Smith v. Newcastle

48 N.H. 70 | N.H. | 1868

Sargent, J.

When a party, by special agreement, contracts with another to labor for him, or to perform a job, furnishing labor and materials, or either of them, and executes his contract, but not in time or manner, or both, in accordance with his contract, although he cannot recover upon the special contract, not having fulfilled on his own part; yet if what he has done from the nature of the case must have been accepted as it was done, or must remain the property of the other party, or if such other party declines to return it, when in his power to do so, and what has been done is of value to such other party beyond what the first party has received, and also beyond any damage which his failure to perform his contract may have caused the other party, he may recover the amount of such benefit in indebitatus assumpsit, upon the presumption that a man who enjoys actual benefit from the labor or property of another done or performed for him, promises to pay what the same is actually worth. Britton v. Turner, 6 N. H. 481, and cases; Davis v. Barrington, 30 N. H. 517, and cases; Horn v. Batchelder, 41 N. H. 86, and cases.
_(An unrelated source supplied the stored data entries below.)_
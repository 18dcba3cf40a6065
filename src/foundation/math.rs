/// `size // 2`: the integer offset of the patch center.
pub(crate) fn half_size(size: u32) -> u32 {
    size / 2
}

pub(crate) fn deg_to_rad(deg: f64) -> f64 {
    (deg * std::f64::consts::PI) / 180.0
}

/// `n` evenly spaced values from `start` to `end`, both inclusive.
pub(crate) fn linspace(start: f64, end: f64, n: usize) -> Vec<f64> {
    match n {
        0 => Vec::new(),
        1 => vec![start],
        _ => {
            let step = (end - start) / (n - 1) as f64;
            let mut out: Vec<f64> = (0..n).map(|i| start + step * i as f64).collect();
            out[n - 1] = end;
            out
        }
    }
}

#[cfg(test)]
#[path = "../../tests/unit/foundation/math.rs"]
mod tests;
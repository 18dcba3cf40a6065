//! Gabor-patch stimulus generation.
//!
//! A Gabor patch is a cosine grating windowed by a spatial envelope. This
//! crate turns a set of [`PatchParams`] into an 8-bit RGB raster in two steps:
//!
//! 1. **Fields**: [`generate_fields`] samples the grating amplitude and the
//!    envelope over one rotated, centered [`CoordinateGrid`].
//! 2. **Compose**: [`compose`] mixes `color1`/`color2` by amplitude and lays
//!    the result over the background with the envelope as opacity.
//!
//! [`generate_batch`] drives both steps for every orientation of a
//! [`PatchRequest`] and writes one PNG per orientation, named by
//! [`output_file_name`].
#![forbid(unsafe_code)]

mod compose;
mod field;
mod foundation;
mod params;
mod pipeline;

pub use compose::blend::compose;
pub use compose::output::{format_frequency, format_orientation, output_file_name, write_png};
pub use field::generate::{PatchFields, generate_fields};
pub use field::grid::{CoordinateGrid, GridPoint};
pub use foundation::core::{Field, Rgb};
pub use foundation::error::{GaborError, GaborResult};
pub use params::color::parse_color;
pub use params::config::PatchConfig;
pub use params::envelope::Envelope;
pub use params::orientation::expand_orientations;
pub use params::patch::{PatchParams, PatchRequest};
pub use pipeline::{generate_batch, render_patch, write_patch};
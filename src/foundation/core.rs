use crate::foundation::error::{GaborError, GaborResult};

/// RGB triple with channels in `[0, 1]`.
#[derive(Clone, Copy, Debug, PartialEq)]
pub struct Rgb {
    pub r: f64,
    pub g: f64,
    pub b: f64,
}

impl Rgb {
    pub const BLACK: Self = Self::gray(0.0);
    pub const WHITE: Self = Self::gray(1.0);

    /// Build a color, rejecting channels outside `[0, 1]`.
    pub fn new(r: f64, g: f64, b: f64) -> GaborResult<Self> {
        for (name, v) in [("r", r), ("g", g), ("b", b)] {
            if !(0.0..=1.0).contains(&v) {
                return Err(GaborError::color(format!(
                    "channel {name} must be within [0, 1], got {v}"
                )));
            }
        }
        Ok(Self { r, g, b })
    }

    pub const fn gray(v: f64) -> Self {
        Self { r: v, g: v, b: v }
    }

    pub(crate) const fn from_u8(r: u8, g: u8, b: u8) -> Self {
        Self {
            r: r as f64 / 255.0,
            g: g as f64 / 255.0,
            b: b as f64 / 255.0,
        }
    }

    /// `self * t + other * (1 - t)`, per channel.
    pub fn mix(self, other: Self, t: f64) -> Self {
        // Exact when both ends agree.
        fn lerp(a: f64, b: f64, t: f64) -> f64 {
            if a == b {
                a
            } else {
                a * t + b * (1.0 - t)
            }
        }

        Self {
            r: lerp(self.r, other.r, t),
            g: lerp(self.g, other.g, t),
            b: lerp(self.b, other.b, t),
        }
    }

    /// Scale to the 8-bit display range, truncating toward zero.
    pub fn to_rgb8(self) -> [u8; 3] {
        fn to_u8(x: f64) -> u8 {
            (x * 255.0) as u8
        }
        [to_u8(self.r), to_u8(self.g), to_u8(self.b)]
    }
}

/// Square, row-major grid of reals aligned with the output image pixels.
#[derive(Clone, Debug, PartialEq)]
pub struct Field {
    size: u32,
    data: Vec<f64>,
}

impl Field {
    pub(crate) fn from_vec(size: u32, data: Vec<f64>) -> Self {
        debug_assert_eq!(data.len(), (size as usize) * (size as usize));
        Self { size, data }
    }

    /// Side length in pixels.
    pub fn size(&self) -> u32 {
        self.size
    }

    /// Value at column `x`, row `y`.
    ///
    /// # Panics
    ///
    /// Panics if `x` or `y` is not less than [`Field::size`].
    pub fn get(&self, x: u32, y: u32) -> f64 {
        assert!(
            x < self.size && y < self.size,
            "field index ({x}, {y}) out of bounds for size {}",
            self.size
        );
        self.data[(y as usize) * (self.size as usize) + (x as usize)]
    }

    pub fn values(&self) -> &[f64] {
        &self.data
    }

    pub fn same_shape(&self, other: &Field) -> bool {
        self.size == other.size && self.data.len() == other.data.len()
    }
}

#[cfg(test)]
#[path = "../../tests/unit/foundation/core.rs"]
mod tests;
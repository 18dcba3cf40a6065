use std::path::Path;

use anyhow::Context as _;
use serde::Deserialize;

use crate::{
    foundation::{
        core::Rgb,
        error::{GaborError, GaborResult},
    },
    params::{envelope::Envelope, orientation::expand_orientations, patch::PatchRequest},
};

/// Unresolved patch parameters, as read from a JSON document or assembled by
/// the command line.
///
/// Keys mirror the CLI flags; absent keys take the CLI defaults. `frequency`
/// and `orientation` have no default and must be supplied before
/// [`PatchConfig::resolve`] succeeds.
#[derive(Clone, Debug, PartialEq, Deserialize)]
#[serde(default, deny_unknown_fields)]
pub struct PatchConfig {
    pub frequency: Option<f64>,
    pub orientation: Vec<f64>,
    pub envelope: String,
    pub size: u32,
    pub phase: f64,
    pub background_color: Rgb,
    pub color1: Rgb,
    pub color2: Rgb,
    pub std: f64,
    pub num_orientations: i64,
}

impl Default for PatchConfig {
    fn default() -> Self {
        Self {
            frequency: None,
            orientation: Vec::new(),
            envelope: "sine".to_owned(),
            size: 500,
            phase: 0.0,
            background_color: Rgb::from_u8(128, 128, 128),
            color1: Rgb::BLACK,
            color2: Rgb::WHITE,
            std: 20.0,
            num_orientations: 0,
        }
    }
}

impl PatchConfig {
    pub fn from_json_str(s: &str) -> GaborResult<Self> {
        serde_json::from_str(s).map_err(|e| GaborError::serde(e.to_string()))
    }

    pub fn from_path(path: &Path) -> GaborResult<Self> {
        let text = std::fs::read_to_string(path)
            .with_context(|| format!("read config '{}'", path.display()))
            .map_err(|e| GaborError::io(format!("{e:#}")))?;
        Self::from_json_str(&text)
    }

    /// Validate every field and expand the orientation list.
    pub fn resolve(&self) -> GaborResult<PatchRequest> {
        let frequency = self
            .frequency
            .ok_or_else(|| GaborError::validation("missing required parameter 'frequency'"))?;
        if self.orientation.is_empty() {
            return Err(GaborError::validation(
                "missing required parameter 'orientation'",
            ));
        }
        let envelope = Envelope::from_name(&self.envelope, self.std)?;
        let orientations = expand_orientations(&self.orientation, self.num_orientations)?;

        let req = PatchRequest {
            frequency,
            orientations,
            envelope,
            size: self.size,
            phase: self.phase,
            background_color: self.background_color,
            color1: self.color1,
            color2: self.color2,
        };
        req.validate()?;
        tracing::debug!(orientations = ?req.orientations, envelope = %req.envelope, "resolved patch request");
        Ok(req)
    }
}

#[cfg(test)]
#[path = "../../tests/unit/params/config.rs"]
mod tests;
But it is claimed by defendant that chía case comes within the exception stated in Britton v. Turner, where the parties have agreed that *73nothing should be paid the plaintiff in case of failure to perform his contract. We do not, however, so interpret this contract. Plaintiff was to have the rent or the use and occupatiomof the premises for five years, and was, in payment, to make certain repairs upon and additions to the buildings upon the premises, all to be done within the first two years, and if not done in that time, the defendant had the right to enter and expel the plaintiff.
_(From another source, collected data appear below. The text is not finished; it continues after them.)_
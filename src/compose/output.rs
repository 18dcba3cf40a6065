use std::path::Path;

use image::{ImageFormat, RgbImage};

use crate::{
    foundation::error::{GaborError, GaborResult},
    params::envelope::Envelope,
};

/// `gabor_o<orientation>_env<envelope>_freq<frequency>.png`
pub fn output_file_name(orientation: f64, envelope: Envelope, frequency: f64) -> String {
    format!(
        "gabor_o{}_env{}_freq{}.png",
        format_orientation(orientation),
        envelope.name(),
        format_frequency(frequency)
    )
}

/// General numeric format with six significant digits and no trailing zeros
/// (`30`, `22.5`, `1e-05`, `1.23457e+06`).
pub fn format_orientation(v: f64) -> String {
    if !v.is_finite() {
        return non_finite(v);
    }
    if v == 0.0 {
        let zero = if v.is_sign_negative() { "-0" } else { "0" };
        return zero.to_owned();
    }

    let sci = format!("{v:.5e}");
    let Some((mantissa, exp)) = split_exponent(&sci) else {
        return v.to_string();
    };
    if (-4..6).contains(&exp) {
        let decimals = (5 - exp) as usize;
        trim_fraction(&format!("{v:.decimals$}")).to_owned()
    } else {
        format!("{}{}", trim_fraction(mantissa), exponent_suffix(exp))
    }
}

/// Shortest round-trip decimal that always carries a fractional part
/// (`0.1`, `2.0`, `1.5e-05`).
pub fn format_frequency(v: f64) -> String {
    if !v.is_finite() {
        return non_finite(v);
    }
    let s = format!("{v:?}");
    match split_exponent(&s) {
        Some((mantissa, exp)) => format!("{mantissa}{}", exponent_suffix(exp)),
        None => s,
    }
}

/// Encode `img` as PNG at `path`.
pub fn write_png(img: &RgbImage, path: &Path) -> GaborResult<()> {
    img.save_with_format(path, ImageFormat::Png)
        .map_err(|e| GaborError::io(format!("write png '{}': {e}", path.display())))
}

fn split_exponent(s: &str) -> Option<(&str, i32)> {
    let (mantissa, exp) = s.split_once('e')?;
    Some((mantissa, exp.parse().ok()?))
}

fn exponent_suffix(exp: i32) -> String {
    let sign = if exp < 0 { '-' } else { '+' };
    format!("e{sign}{:02}", exp.unsigned_abs())
}

fn trim_fraction(s: &str) -> &str {
    if s.contains('.') {
        s.trim_end_matches('0').trim_end_matches('.')
    } else {
        s
    }
}

fn non_finite(v: f64) -> String {
    if v.is_nan() {
        "nan".to_owned()
    } else if v > 0.0 {
        "inf".to_owned()
    } else {
        "-inf".to_owned()
    }
}

#[cfg(test)]
#[path = "../../tests/unit/compose/output.rs"]
mod tests;
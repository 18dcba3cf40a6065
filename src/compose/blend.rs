use image::RgbImage;

use crate::foundation::{
    core::{Field, Rgb},
    error::{GaborError, GaborResult},
};

/// Blend the grating colors by `amplitude`, then blend the result over
/// `background` using `envelope` as opacity, quantizing to 8-bit RGB.
pub fn compose(
    amplitude: &Field,
    envelope: &Field,
    color1: Rgb,
    color2: Rgb,
    background: Rgb,
) -> GaborResult<RgbImage> {
    if !amplitude.same_shape(envelope) {
        return Err(GaborError::validation(format!(
            "amplitude ({0}x{0}) and envelope ({1}x{1}) fields are not aligned",
            amplitude.size(),
            envelope.size()
        )));
    }

    let size = amplitude.size();
    let mut img = RgbImage::new(size, size);
    let weights = amplitude.values().iter().zip(envelope.values());
    for (px, (&a, &e)) in img.pixels_mut().zip(weights) {
        let grating = color1.mix(color2, a);
        *px = image::Rgb(grating.mix(background, e).to_rgb8());
    }
    Ok(img)
}

#[cfg(test)]
#[path = "../../tests/unit/compose/blend.rs"]
mod tests;
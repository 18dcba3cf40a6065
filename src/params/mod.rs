pub(crate) mod color;
pub(crate) mod config;
pub(crate) mod envelope;
pub(crate) mod orientation;
pub(crate) mod patch;
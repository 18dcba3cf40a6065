use super::*;

#[test]
fn from_name_resolves_every_supported_kind() {
    for name in Envelope::NAMES {
        let env = Envelope::from_name(name, 20.0).unwrap();
        assert_eq!(env.name(), name);
        assert_eq!(env.to_string(), name);
    }
    assert_eq!(
        Envelope::from_name("gaussian", 7.5).unwrap(),
        Envelope::Gaussian { std: 7.5 }
    );
}

#[test]
fn std_is_ignored_for_non_gaussian_kinds() {
    assert_eq!(
        Envelope::from_name("sine", f64::NAN).unwrap(),
        Envelope::Sine
    );
}

#[test]
fn unknown_names_are_invalid_envelope_errors() {
    for name in ["invalid_name", "rectangular", "circular", "Gaussian", ""] {
        let err = Envelope::from_name(name, 20.0).unwrap_err();
        assert!(matches!(err, GaborError::InvalidEnvelope(ref n) if n == name));
        assert!(err.is_config());
    }
}

#[test]
fn gaussian_std_must_be_non_negative_and_finite() {
    assert!(Envelope::gaussian(0.0).is_ok());
    assert!(Envelope::gaussian(-1.0).is_err());
    assert!(Envelope::gaussian(f64::INFINITY).is_err());
    assert!(Envelope::gaussian(f64::NAN).is_err());
}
But that by no means amounts to a contract, that if plaintiff should do most of the work, and make nearly all the additions within the time specified, but failed to complete them all, he should receive nothing for all he had done, or even that he should receive nothing but the rent or use of the premises up to that time. Such an agreement so made in terms might have constituted the exceptional case stated in Britton v. Turner. But here is no such agreement. Suppose the plaintiff had done nothing in this case, still, by the terms of the contract, he could have held the premises through the years 1864 and 1865, but in that case the defendant could not only have entered, but could have made plaintiff pay a reasonable rent for the use of the premises for that time; not, to be sure, under the contract, but because the plaintiff, having failed to perform it and broken it on his part, would be liable to pay on a quantum meruit what the use of the same was worth.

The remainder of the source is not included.